What you should do: Take every line containing "ProcessRunner" out of the records.

Dataset entries:

-.-.-

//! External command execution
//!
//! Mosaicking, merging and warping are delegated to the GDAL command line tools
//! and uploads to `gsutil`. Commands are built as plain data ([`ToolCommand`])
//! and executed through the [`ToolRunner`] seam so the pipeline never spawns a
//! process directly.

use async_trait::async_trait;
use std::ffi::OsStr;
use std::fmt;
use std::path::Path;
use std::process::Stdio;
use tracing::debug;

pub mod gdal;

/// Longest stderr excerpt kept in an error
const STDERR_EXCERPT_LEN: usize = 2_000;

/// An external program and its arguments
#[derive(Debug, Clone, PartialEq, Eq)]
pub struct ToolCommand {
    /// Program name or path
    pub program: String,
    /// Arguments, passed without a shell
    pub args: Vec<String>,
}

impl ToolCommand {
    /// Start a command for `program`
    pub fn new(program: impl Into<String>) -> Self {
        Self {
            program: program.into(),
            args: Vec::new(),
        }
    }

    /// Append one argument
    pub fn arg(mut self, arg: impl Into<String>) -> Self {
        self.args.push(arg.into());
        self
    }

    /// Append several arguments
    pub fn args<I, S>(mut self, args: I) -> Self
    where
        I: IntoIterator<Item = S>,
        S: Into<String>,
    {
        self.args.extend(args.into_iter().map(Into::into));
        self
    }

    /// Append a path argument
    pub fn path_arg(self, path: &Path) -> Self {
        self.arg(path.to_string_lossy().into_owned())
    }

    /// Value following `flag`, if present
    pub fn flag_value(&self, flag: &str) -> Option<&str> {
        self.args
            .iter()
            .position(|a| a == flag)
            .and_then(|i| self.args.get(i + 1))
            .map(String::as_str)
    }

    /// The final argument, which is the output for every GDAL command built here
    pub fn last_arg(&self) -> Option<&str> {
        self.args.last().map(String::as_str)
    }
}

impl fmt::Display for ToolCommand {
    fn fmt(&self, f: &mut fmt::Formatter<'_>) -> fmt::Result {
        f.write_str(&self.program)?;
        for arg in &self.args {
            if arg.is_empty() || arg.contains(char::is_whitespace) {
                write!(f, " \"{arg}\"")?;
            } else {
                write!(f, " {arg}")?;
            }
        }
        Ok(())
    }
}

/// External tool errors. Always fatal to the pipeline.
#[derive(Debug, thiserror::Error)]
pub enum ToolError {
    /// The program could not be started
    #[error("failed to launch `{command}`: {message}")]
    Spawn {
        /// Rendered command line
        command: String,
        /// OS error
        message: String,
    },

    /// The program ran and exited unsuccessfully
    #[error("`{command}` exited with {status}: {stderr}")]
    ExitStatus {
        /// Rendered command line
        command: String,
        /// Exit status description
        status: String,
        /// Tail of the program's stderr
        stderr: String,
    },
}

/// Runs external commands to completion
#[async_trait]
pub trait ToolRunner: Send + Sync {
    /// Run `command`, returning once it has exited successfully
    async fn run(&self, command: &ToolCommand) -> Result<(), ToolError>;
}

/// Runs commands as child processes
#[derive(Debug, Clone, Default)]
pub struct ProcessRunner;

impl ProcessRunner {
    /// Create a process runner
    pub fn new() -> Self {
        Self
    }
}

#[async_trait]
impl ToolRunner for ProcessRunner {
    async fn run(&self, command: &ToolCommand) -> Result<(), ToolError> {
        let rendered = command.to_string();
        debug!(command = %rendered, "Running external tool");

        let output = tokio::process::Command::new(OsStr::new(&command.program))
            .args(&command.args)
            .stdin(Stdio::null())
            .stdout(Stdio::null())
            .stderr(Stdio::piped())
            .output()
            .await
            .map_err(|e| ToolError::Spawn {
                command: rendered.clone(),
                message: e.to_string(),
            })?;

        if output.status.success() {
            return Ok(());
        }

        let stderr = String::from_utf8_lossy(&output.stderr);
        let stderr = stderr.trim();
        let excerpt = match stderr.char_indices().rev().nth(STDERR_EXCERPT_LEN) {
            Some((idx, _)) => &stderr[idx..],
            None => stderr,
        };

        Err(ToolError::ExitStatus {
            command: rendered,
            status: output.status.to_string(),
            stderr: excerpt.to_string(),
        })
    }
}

-.-.-

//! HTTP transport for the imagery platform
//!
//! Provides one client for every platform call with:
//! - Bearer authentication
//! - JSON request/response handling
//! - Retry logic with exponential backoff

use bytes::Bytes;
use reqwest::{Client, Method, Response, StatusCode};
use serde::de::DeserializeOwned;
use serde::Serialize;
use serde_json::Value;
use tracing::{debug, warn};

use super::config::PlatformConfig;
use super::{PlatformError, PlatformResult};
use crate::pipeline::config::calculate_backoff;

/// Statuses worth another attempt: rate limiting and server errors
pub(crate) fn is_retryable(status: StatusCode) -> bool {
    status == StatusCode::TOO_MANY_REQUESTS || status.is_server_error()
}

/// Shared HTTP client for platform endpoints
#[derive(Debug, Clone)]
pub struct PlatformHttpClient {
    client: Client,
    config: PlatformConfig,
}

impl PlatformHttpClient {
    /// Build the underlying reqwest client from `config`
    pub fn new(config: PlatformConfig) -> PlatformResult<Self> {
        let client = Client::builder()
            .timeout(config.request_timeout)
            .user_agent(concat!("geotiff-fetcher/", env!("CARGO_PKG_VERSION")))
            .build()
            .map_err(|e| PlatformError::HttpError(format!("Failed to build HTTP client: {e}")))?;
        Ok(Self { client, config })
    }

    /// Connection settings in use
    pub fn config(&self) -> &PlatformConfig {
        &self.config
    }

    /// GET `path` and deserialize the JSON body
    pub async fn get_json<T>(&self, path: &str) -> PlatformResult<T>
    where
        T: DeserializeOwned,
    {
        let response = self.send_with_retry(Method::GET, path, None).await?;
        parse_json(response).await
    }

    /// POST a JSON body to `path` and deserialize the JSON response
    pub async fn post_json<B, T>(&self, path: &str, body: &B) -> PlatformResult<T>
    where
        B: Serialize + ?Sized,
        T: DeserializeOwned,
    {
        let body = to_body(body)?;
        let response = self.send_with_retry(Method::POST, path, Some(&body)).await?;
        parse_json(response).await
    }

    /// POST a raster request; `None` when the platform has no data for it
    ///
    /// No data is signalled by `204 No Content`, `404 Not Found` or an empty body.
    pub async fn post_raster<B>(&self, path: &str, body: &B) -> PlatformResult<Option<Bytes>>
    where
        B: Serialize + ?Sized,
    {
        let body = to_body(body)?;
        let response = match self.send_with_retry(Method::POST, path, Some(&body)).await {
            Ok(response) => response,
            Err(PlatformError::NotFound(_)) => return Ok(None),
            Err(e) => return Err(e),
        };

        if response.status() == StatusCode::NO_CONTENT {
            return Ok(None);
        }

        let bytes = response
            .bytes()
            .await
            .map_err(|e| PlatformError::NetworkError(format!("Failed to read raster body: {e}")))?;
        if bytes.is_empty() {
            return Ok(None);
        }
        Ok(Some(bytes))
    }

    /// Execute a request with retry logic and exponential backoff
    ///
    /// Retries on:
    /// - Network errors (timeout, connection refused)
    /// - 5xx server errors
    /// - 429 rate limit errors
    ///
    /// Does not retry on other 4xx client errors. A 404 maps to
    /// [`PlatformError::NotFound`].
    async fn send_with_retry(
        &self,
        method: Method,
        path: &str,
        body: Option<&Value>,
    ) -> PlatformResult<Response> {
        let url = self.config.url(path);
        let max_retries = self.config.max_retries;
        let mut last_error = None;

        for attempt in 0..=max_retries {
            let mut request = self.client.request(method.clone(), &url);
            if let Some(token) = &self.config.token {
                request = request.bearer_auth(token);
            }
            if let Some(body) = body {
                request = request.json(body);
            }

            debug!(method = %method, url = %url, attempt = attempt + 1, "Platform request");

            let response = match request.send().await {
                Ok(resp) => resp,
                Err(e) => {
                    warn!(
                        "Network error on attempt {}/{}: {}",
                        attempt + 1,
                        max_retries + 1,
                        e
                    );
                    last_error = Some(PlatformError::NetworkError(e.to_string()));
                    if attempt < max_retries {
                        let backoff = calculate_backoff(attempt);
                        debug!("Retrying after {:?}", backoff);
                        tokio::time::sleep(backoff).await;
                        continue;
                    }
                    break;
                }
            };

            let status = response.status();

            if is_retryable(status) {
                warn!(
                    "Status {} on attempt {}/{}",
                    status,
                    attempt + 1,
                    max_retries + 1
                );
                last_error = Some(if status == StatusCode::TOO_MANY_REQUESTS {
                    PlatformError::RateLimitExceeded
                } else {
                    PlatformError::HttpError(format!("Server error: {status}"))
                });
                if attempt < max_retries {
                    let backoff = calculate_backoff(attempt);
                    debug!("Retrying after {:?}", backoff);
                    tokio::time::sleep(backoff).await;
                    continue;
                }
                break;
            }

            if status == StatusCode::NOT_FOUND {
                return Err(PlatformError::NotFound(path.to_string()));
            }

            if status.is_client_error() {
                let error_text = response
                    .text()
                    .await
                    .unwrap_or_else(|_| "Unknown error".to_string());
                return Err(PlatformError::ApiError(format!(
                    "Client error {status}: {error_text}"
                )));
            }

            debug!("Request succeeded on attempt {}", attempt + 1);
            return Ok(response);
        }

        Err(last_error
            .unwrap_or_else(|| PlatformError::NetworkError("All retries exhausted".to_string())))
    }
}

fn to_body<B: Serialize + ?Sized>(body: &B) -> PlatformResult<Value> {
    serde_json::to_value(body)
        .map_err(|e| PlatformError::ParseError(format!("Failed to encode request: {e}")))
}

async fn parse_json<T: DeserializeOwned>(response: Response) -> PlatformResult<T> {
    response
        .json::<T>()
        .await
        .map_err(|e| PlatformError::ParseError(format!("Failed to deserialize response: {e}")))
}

-.-.-

Reply:
pub struct ProcessRunner;
impl ProcessRunner {
impl ToolRunner for ProcessRunner {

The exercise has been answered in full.